En hop, daar gaan de grenzen. Maar de keuzes blijven.
Unieke rol
Want als outsiderkunstenaars (sorry) wél volop mee gaan doen, hoe maken we dan uit die ‘groep’ een selectie? Of: waarom wel outsiders, maar geen leden van, bijvoorbeeld, knutselclubs of scholierenprojecten in een ‘serieuze’ tentoonstelling? Of, ook interessant, waarom geen beroemde en geliefde kunstenaars die door de kunstwereld worden buitengesloten omdat ze volgens traditionele criteria slecht werk maken (hallo Jasper Krabbé, Joseph Klibansky, Ruud de Wild!) – of ‘slechte kunstenaars’ in het algemeen? Als sociale inclusie een dominant criterium wordt, en kunst een club waar iedereen bij mag, moeten de musea dan niet véél groter worden? Zoals een museumdirecteur pas tegen me zei: als we outsiderkunstenaars het museum binnenlaten, gaat dat óók ten koste van veel goede kunstenaars die nu al niet aan de bak komen – om vervolgens in één adem toe te geven dat hij helemaal achter inclusie staat. Het toont perfect de spagaat waarin de kunstwereld is beland en waaruit niemand een uitweg lijkt te weten. En dus zwijgt iedereen, in de hoop dat het… nou ja, dat het weer weggaat.

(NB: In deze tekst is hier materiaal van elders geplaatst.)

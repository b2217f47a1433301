//! Postgres-backed catalog.
//!
//! Uniqueness of `books.isbn` and `locations.name` is enforced by the schema;
//! violations surface as [`StoreError::Duplicate`].

use std::sync::Arc;

use async_trait::async_trait;
use chrono::NaiveDate;
use sqlx::postgres::PgRow;
use sqlx::{PgPool, Postgres, QueryBuilder, Row};
use tracing::{Span, instrument};
use uuid::Uuid;

use shelfkeep_catalog::{
    BookCriterion, BookRecord, BookSortKey, Genre, Isbn, LocationCriterion, LocationRecord,
    LocationSortKey,
};
use shelfkeep_core::{BookId, Filter, LocationId, Page, PageRequest, UserId};

use super::r#trait::CatalogRegistry;
use crate::error::StoreError;
use crate::postgres::filter::push_filter;
use crate::postgres::{corrupt, direction_sql, limit_offset, map_sqlx_error, total_from};

pub(crate) const BOOK_COLUMNS: &str =
    "b.id, b.title, b.author, b.genre, b.isbn, b.publication_date";

const LOCATION_COLUMNS: &str = "l.id, l.name, l.address, l.manager_id";

#[derive(Debug, Clone)]
pub struct PostgresCatalog {
    pool: Arc<PgPool>,
}

impl PostgresCatalog {
    pub fn new(pool: PgPool) -> Self {
        Self {
            pool: Arc::new(pool),
        }
    }

    pub fn from_shared(pool: Arc<PgPool>) -> Self {
        Self { pool }
    }

    async fn find_book_where(
        &self,
        operation: &str,
        column: &str,
        bind: impl FnOnce(&mut QueryBuilder<'_, Postgres>),
    ) -> Result<Option<BookRecord>, StoreError> {
        let mut qb = QueryBuilder::<Postgres>::new("SELECT ");
        qb.push(BOOK_COLUMNS)
            .push(" FROM books b WHERE ")
            .push(column)
            .push(" = ");
        bind(&mut qb);

        let row = qb
            .build()
            .fetch_optional(&*self.pool)
            .await
            .map_err(|e| map_sqlx_error(operation, e))?;
        row.as_ref().map(|r| book_from_row(operation, r)).transpose()
    }

    async fn find_location_where(
        &self,
        operation: &str,
        column: &str,
        bind: impl FnOnce(&mut QueryBuilder<'_, Postgres>),
    ) -> Result<Option<LocationRecord>, StoreError> {
        let mut qb = QueryBuilder::<Postgres>::new("SELECT ");
        qb.push(LOCATION_COLUMNS)
            .push(" FROM locations l WHERE ")
            .push(column)
            .push(" = ");
        bind(&mut qb);

        let row = qb
            .build()
            .fetch_optional(&*self.pool)
            .await
            .map_err(|e| map_sqlx_error(operation, e))?;
        row.as_ref().map(|r| location_from_row(operation, r)).transpose()
    }
}

/// Decode a row selected with [`BOOK_COLUMNS`].
pub(crate) fn book_from_row(operation: &str, row: &PgRow) -> Result<BookRecord, StoreError> {
    let id: Uuid = row.try_get("id").map_err(|e| corrupt(operation, e))?;
    let genre: String = row.try_get("genre").map_err(|e| corrupt(operation, e))?;
    let isbn: String = row.try_get("isbn").map_err(|e| corrupt(operation, e))?;
    let publication_date: NaiveDate = row
        .try_get("publication_date")
        .map_err(|e| corrupt(operation, e))?;

    Ok(BookRecord {
        id: BookId::from_uuid(id),
        title: row.try_get("title").map_err(|e| corrupt(operation, e))?,
        author: row.try_get("author").map_err(|e| corrupt(operation, e))?,
        genre: genre.parse::<Genre>().map_err(|e| corrupt(operation, e))?,
        isbn: Isbn::parse(&isbn).map_err(|e| corrupt(operation, e))?,
        publication_date,
    })
}

fn location_from_row(operation: &str, row: &PgRow) -> Result<LocationRecord, StoreError> {
    let id: Uuid = row.try_get("id").map_err(|e| corrupt(operation, e))?;
    let manager: Uuid = row.try_get("manager_id").map_err(|e| corrupt(operation, e))?;
    Ok(LocationRecord {
        id: LocationId::from_uuid(id),
        name: row.try_get("name").map_err(|e| corrupt(operation, e))?,
        address: row.try_get("address").map_err(|e| corrupt(operation, e))?,
        manager: UserId::from_uuid(manager),
    })
}

/// Text columns sort in byte order (`COLLATE "C"`), the same order the
/// in-memory backends use.
pub(crate) fn book_sort_column(key: BookSortKey) -> &'static str {
    match key {
        BookSortKey::Title => r#"b.title COLLATE "C""#,
        BookSortKey::Author => r#"b.author COLLATE "C""#,
        BookSortKey::PublicationDate => "b.publication_date",
    }
}

fn location_sort_column(key: LocationSortKey) -> &'static str {
    match key {
        LocationSortKey::Name => r#"l.name COLLATE "C""#,
        LocationSortKey::Address => r#"l.address COLLATE "C""#,
    }
}

#[async_trait]
impl CatalogRegistry for PostgresCatalog {
    #[instrument(skip(self), fields(book_id = %id), err)]
    async fn book_exists(&self, id: BookId) -> Result<bool, StoreError> {
        sqlx::query_scalar::<_, bool>("SELECT EXISTS (SELECT 1 FROM books WHERE id = $1)")
            .bind(id.as_uuid())
            .fetch_one(&*self.pool)
            .await
            .map_err(|e| map_sqlx_error("book_exists", e))
    }

    #[instrument(skip(self), fields(location_id = %id), err)]
    async fn location_exists(&self, id: LocationId) -> Result<bool, StoreError> {
        sqlx::query_scalar::<_, bool>("SELECT EXISTS (SELECT 1 FROM locations WHERE id = $1)")
            .bind(id.as_uuid())
            .fetch_one(&*self.pool)
            .await
            .map_err(|e| map_sqlx_error("location_exists", e))
    }

    #[instrument(skip(self), err)]
    async fn has_books(&self) -> Result<bool, StoreError> {
        sqlx::query_scalar::<_, bool>("SELECT EXISTS (SELECT 1 FROM books)")
            .fetch_one(&*self.pool)
            .await
            .map_err(|e| map_sqlx_error("has_books", e))
    }

    #[instrument(skip(self), fields(book_id = %id), err)]
    async fn find_book(&self, id: BookId) -> Result<Option<BookRecord>, StoreError> {
        self.find_book_where("find_book", "b.id", |qb| {
            qb.push_bind(*id.as_uuid());
        })
        .await
    }

    #[instrument(skip(self), fields(isbn = %isbn), err)]
    async fn find_book_by_isbn(&self, isbn: &Isbn) -> Result<Option<BookRecord>, StoreError> {
        let value = isbn.as_str().to_owned();
        self.find_book_where("find_book_by_isbn", "b.isbn", |qb| {
            qb.push_bind(value);
        })
        .await
    }

    #[instrument(skip(self), fields(location_id = %id), err)]
    async fn find_location(&self, id: LocationId) -> Result<Option<LocationRecord>, StoreError> {
        self.find_location_where("find_location", "l.id", |qb| {
            qb.push_bind(*id.as_uuid());
        })
        .await
    }

    #[instrument(skip(self), err)]
    async fn find_location_by_name(
        &self,
        name: &str,
    ) -> Result<Option<LocationRecord>, StoreError> {
        let value = name.to_owned();
        self.find_location_where("find_location_by_name", "l.name", |qb| {
            qb.push_bind(value);
        })
        .await
    }

    #[instrument(skip(self, book), fields(book_id = %book.id), err)]
    async fn save_book(&self, book: BookRecord) -> Result<BookRecord, StoreError> {
        sqlx::query(
            r#"
            INSERT INTO books (id, title, author, genre, isbn, publication_date)
            VALUES ($1, $2, $3, $4, $5, $6)
            ON CONFLICT (id) DO UPDATE SET
                title = EXCLUDED.title,
                author = EXCLUDED.author,
                genre = EXCLUDED.genre,
                isbn = EXCLUDED.isbn,
                publication_date = EXCLUDED.publication_date,
                updated_at = NOW()
            "#,
        )
        .bind(book.id.as_uuid())
        .bind(&book.title)
        .bind(&book.author)
        .bind(book.genre.as_str())
        .bind(book.isbn.as_str())
        .bind(book.publication_date)
        .execute(&*self.pool)
        .await
        .map_err(|e| map_sqlx_error("save_book", e))?;

        Ok(book)
    }

    #[instrument(skip(self, location), fields(location_id = %location.id), err)]
    async fn save_location(&self, location: LocationRecord) -> Result<LocationRecord, StoreError> {
        sqlx::query(
            r#"
            INSERT INTO locations (id, name, address, manager_id)
            VALUES ($1, $2, $3, $4)
            ON CONFLICT (id) DO UPDATE SET
                name = EXCLUDED.name,
                address = EXCLUDED.address,
                manager_id = EXCLUDED.manager_id,
                updated_at = NOW()
            "#,
        )
        .bind(location.id.as_uuid())
        .bind(&location.name)
        .bind(&location.address)
        .bind(location.manager.as_uuid())
        .execute(&*self.pool)
        .await
        .map_err(|e| map_sqlx_error("save_location", e))?;

        Ok(location)
    }

    #[instrument(skip(self), fields(book_id = %id), err)]
    async fn delete_book(&self, id: BookId) -> Result<bool, StoreError> {
        let result = sqlx::query("DELETE FROM books WHERE id = $1")
            .bind(id.as_uuid())
            .execute(&*self.pool)
            .await
            .map_err(|e| map_sqlx_error("delete_book", e))?;
        Ok(result.rows_affected() > 0)
    }

    #[instrument(skip(self), fields(location_id = %id), err)]
    async fn delete_location(&self, id: LocationId) -> Result<bool, StoreError> {
        let result = sqlx::query("DELETE FROM locations WHERE id = $1")
            .bind(id.as_uuid())
            .execute(&*self.pool)
            .await
            .map_err(|e| map_sqlx_error("delete_location", e))?;
        Ok(result.rows_affected() > 0)
    }

    #[instrument(skip(self, filter, page), fields(page = page.page(), size = page.size(), total = tracing::field::Empty), err)]
    async fn search_books(
        &self,
        filter: &Filter<BookCriterion>,
        page: &PageRequest<BookSortKey>,
    ) -> Result<Page<BookRecord>, StoreError> {
        let (limit, offset) = limit_offset(page)?;

        let mut count = QueryBuilder::<Postgres>::new("SELECT COUNT(*) FROM books b WHERE ");
        push_filter(&mut count, filter);
        let total: i64 = count
            .build_query_scalar::<i64>()
            .fetch_one(&*self.pool)
            .await
            .map_err(|e| map_sqlx_error("search_books", e))?;

        let mut qb = QueryBuilder::<Postgres>::new("SELECT ");
        qb.push(BOOK_COLUMNS).push(" FROM books b WHERE ");
        push_filter(&mut qb, filter);
        qb.push(" ORDER BY ");
        if let Some(sort) = page.sort() {
            qb.push(book_sort_column(sort.key))
                .push(direction_sql(sort.direction))
                .push(", ");
        }
        qb.push("b.id ASC LIMIT ")
            .push_bind(limit)
            .push(" OFFSET ")
            .push_bind(offset);

        let rows = qb
            .build()
            .fetch_all(&*self.pool)
            .await
            .map_err(|e| map_sqlx_error("search_books", e))?;
        let items = rows
            .iter()
            .map(|r| book_from_row("search_books", r))
            .collect::<Result<Vec<_>, _>>()?;

        Span::current().record("total", total);
        Ok(Page {
            items,
            page: page.page(),
            size: page.size(),
            total: total_from(total),
        })
    }

    #[instrument(skip(self, filter, page), fields(page = page.page(), size = page.size(), total = tracing::field::Empty), err)]
    async fn search_locations(
        &self,
        filter: &Filter<LocationCriterion>,
        page: &PageRequest<LocationSortKey>,
    ) -> Result<Page<LocationRecord>, StoreError> {
        let (limit, offset) = limit_offset(page)?;

        let mut count = QueryBuilder::<Postgres>::new("SELECT COUNT(*) FROM locations l WHERE ");
        push_filter(&mut count, filter);
        let total: i64 = count
            .build_query_scalar::<i64>()
            .fetch_one(&*self.pool)
            .await
            .map_err(|e| map_sqlx_error("search_locations", e))?;

        let mut qb = QueryBuilder::<Postgres>::new("SELECT ");
        qb.push(LOCATION_COLUMNS).push(" FROM locations l WHERE ");
        push_filter(&mut qb, filter);
        qb.push(" ORDER BY ");
        if let Some(sort) = page.sort() {
            qb.push(location_sort_column(sort.key))
                .push(direction_sql(sort.direction))
                .push(", ");
        }
        qb.push("l.id ASC LIMIT ")
            .push_bind(limit)
            .push(" OFFSET ")
            .push_bind(offset);

        let rows = qb
            .build()
            .fetch_all(&*self.pool)
            .await
            .map_err(|e| map_sqlx_error("search_locations", e))?;
        let items = rows
            .iter()
            .map(|r| location_from_row("search_locations", r))
            .collect::<Result<Vec<_>, _>>()?;

        Span::current().record("total", total);
        Ok(Page {
            items,
            page: page.page(),
            size: page.size(),
            total: total_from(total),
        })
    }
}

Maar het gaat niet meer weg. Misschien is inderdaad de tijd gekomen om alle kunst-regels en grenzen en kaders op te heffen. Of: juist eens echt te bedenken waar kunst voor wil staan – wat er nodig is om kunst z’n unieke rol binnen de maatschappij te laten vervullen, hoezeer zo’n discussie ook botst met het beeld van vrijplaats dat de kunstwereld van zichzelf heeft.
Hoe je het ook wendt of keert: kunst kan niet enerzijds pretenderen een voorbeeldige inclusieve vrijplaats te zijn en tegelijk heel veel mensen die zichzelf ook als kunstenaars zien volgens vage regels buiten te sluiten. Lopend over The Grand Palace of Everyone in Nest, bedacht ik dat deze tentoonstelling best veel lijkt op de verwezenlijking van Joseph Beuys’ adagium ‘Jeder Mensch ist ein Künstler’ – en dat diezelfde Beuys volgens de traditionele kunstwereld een van de grootste helden is van de twintigste eeuw. Heeft hij dan toch gelijk? Zegt u het maar – de doos van Pandora is open. Zwijgen is geen optie meer.